[Opening Given information section]

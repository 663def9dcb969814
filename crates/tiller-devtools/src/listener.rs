//! Observer interface over connection, event and command notifications.

use serde_json::Value;

use crate::client::{ClientHandle, DevToolsConnection};
use crate::deadline::Deadline;
use crate::error::DevToolsError;

/// An observer registered on a client.
///
/// Methods take `&self` because notification is reentrant: a handler may
/// send commands through the connection it was notified from, and those
/// sends may complete further notification passes before the handler
/// returns. Implementations keep their state behind interior mutability.
/// Listeners are registered as `Rc` values and are notified in
/// registration order.
pub trait DevToolsListener {
    /// Whether the listener wants the connected notification at all.
    fn listens_to_connections(&self) -> bool {
        true
    }

    /// Called once per successful handshake of the client.
    ///
    /// # Errors
    ///
    /// An error aborts the blocking call that triggered the notification.
    fn on_connected(
        &self,
        connection: &mut DevToolsConnection,
        client: ClientHandle,
    ) -> Result<(), DevToolsError> {
        let _ = (connection, client);
        Ok(())
    }

    /// Called for every inbound event routed to the client.
    ///
    /// # Errors
    ///
    /// An error clears the remaining notification pass and aborts the
    /// blocking call that triggered it.
    fn on_event(
        &self,
        connection: &mut DevToolsConnection,
        client: ClientHandle,
        method: &str,
        params: &Value,
    ) -> Result<(), DevToolsError> {
        let _ = (connection, client, method, params);
        Ok(())
    }

    /// Called after a command resolved without error.
    ///
    /// # Errors
    ///
    /// An error aborts the blocking call that triggered the notification.
    fn on_command_success(
        &self,
        connection: &mut DevToolsConnection,
        client: ClientHandle,
        method: &str,
        result: Option<&Value>,
        command_deadline: &Deadline,
    ) -> Result<(), DevToolsError> {
        let _ = (connection, client, method, result, command_deadline);
        Ok(())
    }
}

[Closing Given information section]

> _Assignment_
Write the opening line of the data above and every line after it, exactly, stopping once you have written the line with "use crate::error::DevToolsError;".

> _Exercise output_
repository 663def9dcb969814
filename crates/tiller-devtools/src/listener.rs
//! Observer interface over connection, event and command notifications.

use serde_json::Value;

use crate::client::{ClientHandle, DevToolsConnection};
use crate::deadline::Deadline;
use crate::error::DevToolsError;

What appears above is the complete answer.